The Poems You Have Lost

Diposkan oleh alexandria joseph | 20.36


Saturday is Poetry Day, and tonight’s selection is “Missing Dates”, by the 20th-century English poet and critic William Empson.

Empson is best known for Seven Types of Ambiguity, his acclaimed work on literary criticism which he published at the age of twenty-four. In his poetry he practiced what his criticism preached, adding layers of ambiguity to tease the reader with multiple possible meanings.

“Missing Dates” is a villanelle, in the traditional form with nineteen lines and the required double rhyme scheme. Empson extended the villanelle form and made it more interesting in “Aubade”, excerpts from which have been used as inscriptions in previous Gates of Vienna posts about Europe.

“Missing Dates” is an acquired taste, and definitely not for everyone. However, I’ve found that the older I get, the better I seem to understand it.


Missing Dates
by William Empson


Slowly the poison the whole blood stream fills.
It is not the effort nor the failure tires.
The waste remains, the waste remains and kills.

It is not your system or clear sight that mills
Down small to the consequence a life requires;
Slowly the poison the whole blood stream fills.

They bled an old dog dry yet the exchange rills
Of young dog blood gave but a month's desires.
The waste remains, the waste remains and kills.

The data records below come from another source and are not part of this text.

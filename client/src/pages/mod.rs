//! Page modules for route-level screens.
//!
//! ARCHITECTURE
//! ============
//! Each page owns route-scoped orchestration and delegates rendering details
//! to `components`. Pages behind `RequireAuth` may assume a session exists
//! when they first render, but must still cope with it disappearing.

pub mod auth_callback;
pub mod create_project;
pub mod dashboard;
pub mod home;
pub mod login;
pub mod project;
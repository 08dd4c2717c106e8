//! Auth-session state for the current browser user.
//!
//! SYSTEM CONTEXT
//! ==============
//! `App` provides one [`AuthContext`] and rehydrates it once. Route guards,
//! the callback page and every authenticated fetch read the session through
//! this handle; nothing else touches `localStorage` for auth.
//!
//! DESIGN
//! ======
//! The persisted [`SessionStore`] lives in a `StoredValue` and the render
//! copy in an `RwSignal`. Every mutation goes through the store first and
//! then publishes, so views never observe a session the store does not hold.

#[cfg(test)]
#[path = "auth_test.rs"]
mod auth_test;

use leptos::prelude::*;
use session::guard::{self, GuardDecision, Resolution};
use session::{CallbackOutcome, CallbackParams, ClientError, OAuthFlow, Session, SessionStore, UserProfile};

use crate::util::storage::BrowserStorage;

/// Render-facing snapshot of the session.
#[derive(Clone, Debug, Default, PartialEq)]
pub struct AuthState {
    pub session: Option<Session>,
    pub resolution: Resolution,
}

impl AuthState {
    #[must_use]
    pub fn decision(&self) -> GuardDecision {
        guard::decide(self.resolution, self.session.as_ref())
    }

    #[must_use]
    pub fn user(&self) -> Option<&UserProfile> {
        self.session.as_ref().map(|session| &session.user)
    }

    #[must_use]
    pub fn is_authenticated(&self) -> bool {
        self.resolution == Resolution::Resolved && self.session.is_some()
    }

    fn resolved(session: Option<Session>) -> Self {
        Self { session, resolution: Resolution::Resolved }
    }
}

/// Typed handle to the app-wide session. `Copy`, so closures capture it freely.
#[derive(Clone, Copy)]
pub struct AuthContext {
    state: RwSignal<AuthState>,
    store: StoredValue<Option<SessionStore<BrowserStorage>>>,
}

impl AuthContext {
    /// Create the handle and register it as context. Starts `Pending`.
    pub fn provide() -> Self {
        let ctx = Self { state: RwSignal::new(AuthState::default()), store: StoredValue::new(None) };
        provide_context(ctx);
        ctx
    }

    /// The handle provided by `App`.
    pub fn current() -> Self {
        expect_context::<Self>()
    }

    /// Read `localStorage` once and publish the result as resolved.
    pub fn rehydrate(self) {
        let session = self.with_store(|store| store.get().cloned()).flatten();
        self.state.set(AuthState::resolved(session));
    }

    /// Reactive snapshot.
    pub fn state(self) -> AuthState {
        self.state.get()
    }

    pub fn session(self) -> Option<Session> {
        self.state.with(|state| state.session.clone())
    }

    /// Current session without subscribing; for event handlers and tasks.
    pub fn session_untracked(self) -> Option<Session> {
        self.state.with_untracked(|state| state.session.clone())
    }

    pub fn resolution(self) -> Resolution {
        self.state.with(|state| state.resolution)
    }

    pub fn decision(self) -> GuardDecision {
        self.state.with(AuthState::decision)
    }

    pub fn set(self, session: Session) {
        let persisted = self.with_store(|store| store.set(session.clone()));
        if let Some(Err(err)) = persisted {
            log::warn!("auth: session kept for this page only: {err}");
        }
        self.state.set(AuthState::resolved(Some(session)));
    }

    pub fn clear(self) {
        self.with_store(SessionStore::clear);
        self.state.set(AuthState::resolved(None));
    }

    /// Run the callback half of the OAuth flow against the persisted store
    /// and publish the outcome.
    pub fn handle_callback(self, flow: &mut OAuthFlow, params: &CallbackParams) -> CallbackOutcome {
        let outcome = self
            .with_store(|store| flow.handle_callback(store, params))
            .unwrap_or_else(|| CallbackOutcome::Failure(ClientError::Unauthenticated));
        let session = self.with_store(|store| store.get().cloned()).flatten();
        self.state.set(AuthState::resolved(session));
        outcome
    }

    /// Treat a rejected credential as session loss. Returns whether the
    /// session was dropped; guarded views then redirect on their own.
    pub fn absorb(self, err: &ClientError) -> bool {
        if !ends_session(err) {
            return false;
        }
        log::info!("auth: dropping session after {err}");
        self.clear();
        true
    }

    fn with_store<R>(self, f: impl FnOnce(&mut SessionStore<BrowserStorage>) -> R) -> Option<R> {
        self.store
            .try_update_value(|slot| f(slot.get_or_insert_with(|| SessionStore::rehydrate(BrowserStorage))))
    }
}

/// Errors after which the stored credential is no longer worth sending.
#[must_use]
pub fn ends_session(err: &ClientError) -> bool {
    err.is_credential_rejected() || matches!(err, ClientError::Unauthenticated)
}
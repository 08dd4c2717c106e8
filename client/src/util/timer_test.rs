use super::*;

#[test]
fn flag_starts_live() {
    assert!(!CancelFlag::new().is_cancelled());
}

#[test]
fn cancel_is_seen_by_clones() {
    let flag = CancelFlag::new();
    let task_copy = flag.clone();
    flag.cancel();
    assert!(task_copy.is_cancelled());
}

#[test]
fn cancel_twice_is_harmless() {
    let flag = CancelFlag::new();
    flag.cancel();
    flag.cancel();
    assert!(flag.is_cancelled());
}

#[cfg(not(feature = "csr"))]
#[test]
fn host_run_after_never_fires() {
    use std::cell::Cell;
    use std::rc::Rc;

    let fired = Rc::new(Cell::new(false));
    let seen = Rc::clone(&fired);
    run_after(CancelFlag::new(), Duration::ZERO, move || seen.set(true));
    assert!(!fired.get());
}
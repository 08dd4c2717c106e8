//! Durable key/value persistence behind the session store.
//!
//! SYSTEM CONTEXT
//! ==============
//! The browser backs this with `localStorage`, the CLI with a JSON file, and
//! tests with [`MemoryStorage`]. Access is confined to one logical thread;
//! concurrent writers (two tabs, two shells) race with last-write-wins.

#[cfg(test)]
#[path = "storage_test.rs"]
mod storage_test;

use std::collections::HashMap;
use std::sync::{Arc, PoisonError, RwLock};

use crate::error::StorageError;

/// Entry holding the opaque bearer credential.
pub const TOKEN_KEY: &str = "token";
/// Entry holding the JSON-serialized user profile.
pub const USER_DATA_KEY: &str = "userData";

/// String key/value storage that survives a page reload or process restart.
pub trait SessionStorage: Send + Sync {
    /// Read `key`; missing entries and unreadable storage both yield `None`.
    fn get(&self, key: &str) -> Option<String>;

    /// Write `value` under `key`.
    ///
    /// # Errors
    ///
    /// Returns [`StorageError`] when the backing store refuses the write.
    fn set(&self, key: &str, value: &str) -> Result<(), StorageError>;

    /// Delete `key`. Removing a missing key succeeds.
    ///
    /// # Errors
    ///
    /// Returns [`StorageError`] when the backing store refuses the delete.
    fn remove(&self, key: &str) -> Result<(), StorageError>;
}

/// In-process storage. Clones share the same map, so rebuilding a store over
/// a clone behaves like a page reload.
#[derive(Clone, Debug, Default)]
pub struct MemoryStorage {
    entries: Arc<RwLock<HashMap<String, String>>>,
}

impl MemoryStorage {
    #[must_use]
    pub fn new() -> Self {
        Self::default()
    }

    /// Number of stored entries.
    #[must_use]
    pub fn len(&self) -> usize {
        self.entries.read().unwrap_or_else(PoisonError::into_inner).len()
    }

    #[must_use]
    pub fn is_empty(&self) -> bool {
        self.len() == 0
    }
}

impl SessionStorage for MemoryStorage {
    fn get(&self, key: &str) -> Option<String> {
        self.entries
            .read()
            .unwrap_or_else(PoisonError::into_inner)
            .get(key)
            .cloned()
    }

    fn set(&self, key: &str, value: &str) -> Result<(), StorageError> {
        self.entries
            .write()
            .unwrap_or_else(PoisonError::into_inner)
            .insert(key.to_owned(), value.to_owned());
        Ok(())
    }

    fn remove(&self, key: &str) -> Result<(), StorageError> {
        self.entries
            .write()
            .unwrap_or_else(PoisonError::into_inner)
            .remove(key);
        Ok(())
    }
}

impl<S: SessionStorage + ?Sized> SessionStorage for Arc<S> {
    fn get(&self, key: &str) -> Option<String> {
        (**self).get(key)
    }

    fn set(&self, key: &str, value: &str) -> Result<(), StorageError> {
        (**self).set(key, value)
    }

    fn remove(&self, key: &str) -> Result<(), StorageError> {
        (**self).remove(key)
    }
}
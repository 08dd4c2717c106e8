//! Backend API binding for the browser build.
//!
//! ERROR HANDLING
//! ==============
//! Pages get `Result<_, ClientError>` back and render
//! [`ClientError::user_message`]. A rejected credential is additionally fed to
//! [`AuthContext::absorb`], which drops the session; the route guard then
//! sends the user to login.

#[cfg(test)]
#[path = "api_test.rs"]
mod api_test;

use session::{ApiClient, ClientConfig, ClientError};

use super::transport::GlooTransport;
use crate::state::auth::AuthContext;

pub type BrowserApi = ApiClient<GlooTransport>;

/// API client over `fetch` using the build-time backend config.
pub fn api_client() -> BrowserApi {
    ApiClient::new(GlooTransport, ClientConfig::from_build_env())
}

/// Status text for a failed call, dropping the session first when the
/// backend refused the credential.
pub fn report_failure(auth: AuthContext, err: &ClientError) -> String {
    auth.absorb(err);
    failure_text(err)
}

fn failure_text(err: &ClientError) -> String {
    log::warn!("api: {err}");
    err.user_message()
}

It is the Chinese tombs and the slag hills
Usurp the soil, and not the soil retires.
Slowly the poison the whole blood stream fills.

Not to have fire is to be a skin that shrills.
The complete fire is death. From partial fires
The waste remains, the waste remains and kills.

It is the poems you have lost, the ills
From missing dates, at which the heart expires.
Slowly the poison the whole blood stream fills.
The waste remains, the waste remains and kills.